Bahamut, or Bahamoot ( ; ), is a monster that lies deep below, underpinning the support structure that holds up the earth, according to Zakariya al-Qazwini.

In this conception of the world, the earth is shouldered by an angel, who stands on a slab of gemstone, which is supported by the cosmic beast (ox) sometimes called Kuyutha'(/Kuyuthan)/Kiyuban/Kibuthan (most likely from a corruption or misrendering of Hebrew לִוְיָתָן "Leviathan"). Bahamut carries this bull on its back, and is suspended in water for its own stability.

Balhūt is a variant name found in some cosmographies. In the earliest sources, the name is Lutīyā, with Balhūt given as a byname and Bahamūt as a nickname.

Orthography
Bahamūt is the spelling given in al-Qazwini (d. 1283)'s cosmography. Bahamoot is Edward Lane's transcribed spelling. Balhūt is the alternate spelling given in Yaqut al-Hamawi (d. 1229)'s geographic work and copies of Ibn al-Wardi (d. 1348)'s work.

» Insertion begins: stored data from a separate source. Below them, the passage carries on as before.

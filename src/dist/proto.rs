//! Coordinator wire protocol.
//!
//! Newline-delimited JSON: one request line, answered by one response line.
//!
//! Request format: `{"op": "check_next_turn", "partition": {"start": 0, "end": 256}}\n`
//! Response format: `{"kind": "status", ...}\n` or `{"kind": "error", "code": "...", "message": "..."}\n`

use serde::{Deserialize, Serialize};

use crate::{dist::Partition, Cell, Error, Params, Pos, Result};

/// One cell value, detached from any grid.
#[derive(Debug, Clone, Copy, PartialEq, Eq, Serialize, Deserialize)]
pub struct Point {
    pub pos: Pos,
    pub cell: Cell,
}

/// Work handed to a partition agent.
#[derive(Debug, Clone, Copy, PartialEq, Eq, Serialize, Deserialize)]
pub struct Assignment {
    pub partition: Partition,
    pub params: Params,
}

#[derive(Debug, Clone, PartialEq, Eq, Serialize, Deserialize)]
pub struct TurnStatus {
    /// every partition is ready to compute the current turn.
    pub all_ready: bool,
    /// partitions not caught up with the current turn, diagnostic only.
    pub missing: Vec<Partition>,
    /// the run is over, agents stop polling.
    pub exit: bool,
}

#[derive(Debug, Clone, PartialEq, Eq, Serialize, Deserialize)]
pub struct NextTurn {
    /// turn to compute, also the number of completed generations.
    pub turn: u64,
    /// rows bordering the partition, from the last aggregated generation.
    pub edges: Vec<Point>,
}

/// State of a whole partition after computing `turn`.
#[derive(Debug, Clone, PartialEq, Eq, Serialize, Deserialize)]
pub struct Report {
    pub partition: Partition,
    pub turn: u64,
    pub points: Vec<Point>,
}

#[derive(Debug, Clone, PartialEq, Eq, Serialize, Deserialize)]
#[serde(tag = "op", rename_all = "snake_case")]
pub enum Request {
    FetchMyConfig,
    CheckNextTurn { partition: Partition },
    FetchNextTurn { partition: Partition },
    ReportMyState(Report),
    KeyPress { key: char },
}

impl Request {
    pub fn name(&self) -> &'static str {
        match self {
            Request::FetchMyConfig => "fetch_my_config",
            Request::CheckNextTurn { .. } => "check_next_turn",
            Request::FetchNextTurn { .. } => "fetch_next_turn",
            Request::ReportMyState(_) => "report_my_state",
            Request::KeyPress { .. } => "key_press",
        }
    }
}

#[derive(Debug, Clone, PartialEq, Eq, Serialize, Deserialize)]
#[serde(tag = "kind", rename_all = "snake_case")]
pub enum Response {
    /// `assignment` is `None` once every partition has been claimed.
    Config { assignment: Option<Assignment> },
    Status(TurnStatus),
    NextTurn(NextTurn),
    Reported,
    KeyAccepted,
    Error { code: String, message: String },
}

impl Response {
    pub fn error(code: impl Into<String>, message: impl ToString) -> Self {
        Response::Error {
            code: code.into(),
            message: message.to_string(),
        }
    }

    /// turns an error response into [`Error::Rejected`].
    pub fn into_result(self) -> Result<Self> {
        match self {
            Response::Error { code, message } => Err(Error::Rejected { code, message }),
            other => Ok(other),
        }
    }
}

pub fn encode<T: Serialize>(message: &T) -> Result<Vec<u8>> {
    let mut bytes = serde_json::to_vec(message)?;
    bytes.push(b'\n');
    Ok(bytes)
}

pub fn decode_request(line: &str) -> Result<Request> {
    Ok(serde_json::from_str(line)?)
}

pub fn decode_response(line: &str) -> Result<Response> {
    Ok(serde_json::from_str(line)?)
}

The name is thought to derive from the biblical Behemoth. It has thus been translated as Behemot (German for "Behemoth") by Ethé. However, the original biblical Behemoth never appeared as a fish. A reshaping of its nature must have occurred in Arab storytelling, some time in the pre-islamic period. One proposed scenario is that a pair of beasts from the Bible were confused with each other; the behemoth mis-assigned to the fish, and the aquatic leviathan to the bull.

Lane's summary
Bahamut, according to Lane's abstract of a particular Islamic work on cosmography, is a giant fish acting as one of the layers that supports the earth. It is so immense "[all] the seas of the world, placed in one of the fish's nostrils, would be like a mustard seed laid in the desert." Above the fish stands a bull called Kuyootà, on the bull, a "ruby" rock, on the rock an angel to shoulder the earth. Below the Bahamut (Leviathan) is the colossus serpentine Falak.

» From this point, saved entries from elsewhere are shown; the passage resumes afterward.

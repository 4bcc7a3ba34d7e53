use std::{
    io::{stdin, stdout, Stdout},
    thread::{self, JoinHandle},
};

use termion::{event::Key, input::TermRead, raw::IntoRawMode, raw::RawTerminal};
use tracing::{debug, info, warn};

use crate::events::{Event, EventStream, State};

/// What an observer saw before the stream closed.
#[derive(Debug, Clone, Default, PartialEq, Eq)]
pub struct Summary {
    pub turns: u64,
    pub flips: u64,
    pub alive: Option<usize>,
    pub quit: bool,
}

/// Observer thread draining an [`EventStream`] into the log until it closes.
pub struct View {
    thread: JoinHandle<Summary>,
}

impl View {
    pub fn spawn(stream: EventStream) -> Self {
        let thread = thread::spawn(move || view_loop(stream));
        Self { thread }
    }

    /// waits for the stream to close.
    pub fn join(self) -> Summary {
        match self.thread.join() {
            Ok(summary) => summary,
            Err(panic) => std::panic::resume_unwind(panic),
        }
    }
}

fn view_loop(stream: EventStream) -> Summary {
    let mut summary = Summary::default();
    for event in stream {
        match &event {
            Event::CellFlipped { .. } => summary.flips += 1,
            Event::TurnComplete { turn } => {
                summary.turns = *turn;
                debug!(turn, "turn complete");
            }
            Event::AliveCellsCount { turn, count } => info!(turn, count, "alive cells"),
            Event::FinalTurnComplete { turn, alive } => {
                summary.turns = *turn;
                summary.alive = Some(alive.len());
                info!(turn, alive = alive.len(), "final turn complete");
            }
            Event::StateChange { turn, state } => {
                summary.quit |= *state == State::Quitting;
                info!(turn, ?state, "state changed");
            }
        }
    }
    summary
}

/// Terminal key reader, the terminal stays in raw mode while it lives.
pub struct Keyboard {
    _raw: RawTerminal<Stdout>,
}

impl Keyboard {
    /// Forwards every typed character to `on_key` until it returns false.
    ///
    /// Ctrl-C is read as `q`. Returns `None` when stdin is not a terminal.
    pub fn spawn<F>(mut on_key: F) -> Option<Self>
    where
        F: FnMut(char) -> bool + Send + 'static,
    {
        if !termion::is_tty(&stdin()) {
            debug!("stdin is not a terminal, keyboard disabled");
            return None;
        }
        let raw = match stdout().into_raw_mode() {
            Ok(raw) => raw,
            Err(error) => {
                warn!(%error, "failed to enter raw mode, keyboard disabled");
                return None;
            }
        };
        thread::spawn(move || {
            for key in stdin().keys() {
                let key = match key {
                    Ok(Key::Ctrl('c')) => 'q',
                    Ok(Key::Char(key)) => key,
                    Ok(_) => continue,
                    Err(error) => {
                        warn!(%error, "failed to read a key");
                        break;
                    }
                };
                if !on_key(key) {
                    break;
                }
            }
        });
        Some(Self { _raw: raw })
    }
}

Lane's primary Islamic source for his summary is unclear, as Lane merely refers to it ly as "the work of one of the writers above quoted".

Arabic sources

There are a number of Islamic cosmographical treatises, of more or less similar content.

There can occur certain discrepancies in Western translations, even when there are no textual differences in the Arabic. The creature, named Bahamut or Balhut in these sources, can be described as a fish or whale according to translation, since the original Arabic word hūt (حوت) can mean either. Also, the gem comprising the slab beneath the angel's feet, in Arabic yāqūt () is of ambiguous meaning, and can be rendered as "ruby", or variously otherwise.

Cosmography

Qazwini group
Al-Damiri (d. 1405) on authority of Wahb ibn Munabbih was one of Lane's sources, possibly the source of his main summary. His description of "Bahmût" (French translation) matches Lane's summary down to certain key details. However, there seems to be discrepancies in using "a heap of sand" (instead of "mustard") in the size analogy.

Al-Qazwini (d. 1283)'s cosmography The Wonders of Creation on the contrary agrees with Lane on these points. However, it disagrees somewhat with Lane's description regarding what lies below the fish: water, air, then a region of darkness, and with respect to the bull's appendages. It should be cautioned that Qazwini's cosmography is known to exist in a variety of different manuscripts.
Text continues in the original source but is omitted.